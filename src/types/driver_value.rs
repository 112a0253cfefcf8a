use std::fmt;

use chrono::{NaiveDate, NaiveDateTime};

/// A cell value as delivered by a driver, before type mapping.
///
/// Mirrors what a JDBC `getObject` call hands back: scalars, plus composite
/// values for ARRAY, MAP and ROW/STRUCT columns.
#[derive(Debug, Clone, PartialEq)]
pub enum DriverValue {
    Null,
    Bool(bool),
    Int(i64),
    Double(f64),
    Text(String),
    Bytes(Vec<u8>),
    Timestamp(NaiveDateTime),
    Date(NaiveDate),
    /// Decimal digits as text; decimal columns cannot be fetched.
    Decimal(String),
    Array(Vec<DriverValue>),
    Map(Vec<(DriverValue, DriverValue)>),
    Struct(Vec<(String, DriverValue)>),
}

impl DriverValue {
    pub fn is_null(&self) -> bool {
        matches!(self, DriverValue::Null)
    }
}

/// Renders values the way the JDBC driver stringifies composite objects:
/// `[1, 2]`, `{1=2, 3=4}`, `{a=1, b=2}`.
impl fmt::Display for DriverValue {
    fn fmt(&self, f: &mut fmt::Formatter<'_>) -> fmt::Result {
        match self {
            DriverValue::Null => f.write_str("null"),
            DriverValue::Bool(b) => write!(f, "{}", b),
            DriverValue::Int(i) => write!(f, "{}", i),
            DriverValue::Double(d) => write!(f, "{:?}", d),
            DriverValue::Text(s) => f.write_str(s),
            DriverValue::Bytes(bytes) => f.write_str(&String::from_utf8_lossy(bytes)),
            DriverValue::Timestamp(ts) => write!(f, "{}", ts.format("%Y-%m-%d %H:%M:%S%.3f")),
            DriverValue::Date(d) => write!(f, "{}", d.format("%Y-%m-%d")),
            DriverValue::Decimal(digits) => f.write_str(digits),
            DriverValue::Array(items) => {
                f.write_str("[")?;
                for (i, item) in items.iter().enumerate() {
                    if i > 0 {
                        f.write_str(", ")?;
                    }
                    write!(f, "{}", item)?;
                }
                f.write_str("]")
            }
            DriverValue::Map(entries) => {
                f.write_str("{")?;
                for (i, (key, value)) in entries.iter().enumerate() {
                    if i > 0 {
                        f.write_str(", ")?;
                    }
                    write!(f, "{}={}", key, value)?;
                }
                f.write_str("}")
            }
            DriverValue::Struct(fields) => {
                f.write_str("{")?;
                for (i, (name, value)) in fields.iter().enumerate() {
                    if i > 0 {
                        f.write_str(", ")?;
                    }
                    write!(f, "{}={}", name, value)?;
                }
                f.write_str("}")
            }
        }
    }
}

impl From<&str> for DriverValue {
    fn from(value: &str) -> Self {
        DriverValue::Text(value.to_string())
    }
}

impl From<i64> for DriverValue {
    fn from(value: i64) -> Self {
        DriverValue::Int(value)
    }
}

impl From<i32> for DriverValue {
    fn from(value: i32) -> Self {
        DriverValue::Int(i64::from(value))
    }
}

impl From<bool> for DriverValue {
    fn from(value: bool) -> Self {
        DriverValue::Bool(value)
    }
}

impl From<f64> for DriverValue {
    fn from(value: f64) -> Self {
        DriverValue::Double(value)
    }
}

impl<T: Into<DriverValue>> From<Option<T>> for DriverValue {
    fn from(value: Option<T>) -> Self {
        match value {
            Some(v) => v.into(),
            None => DriverValue::Null,
        }
    }
}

Task item
Give the number of lines in the entries above that contain the string "Double", and nothing more.

Task output
3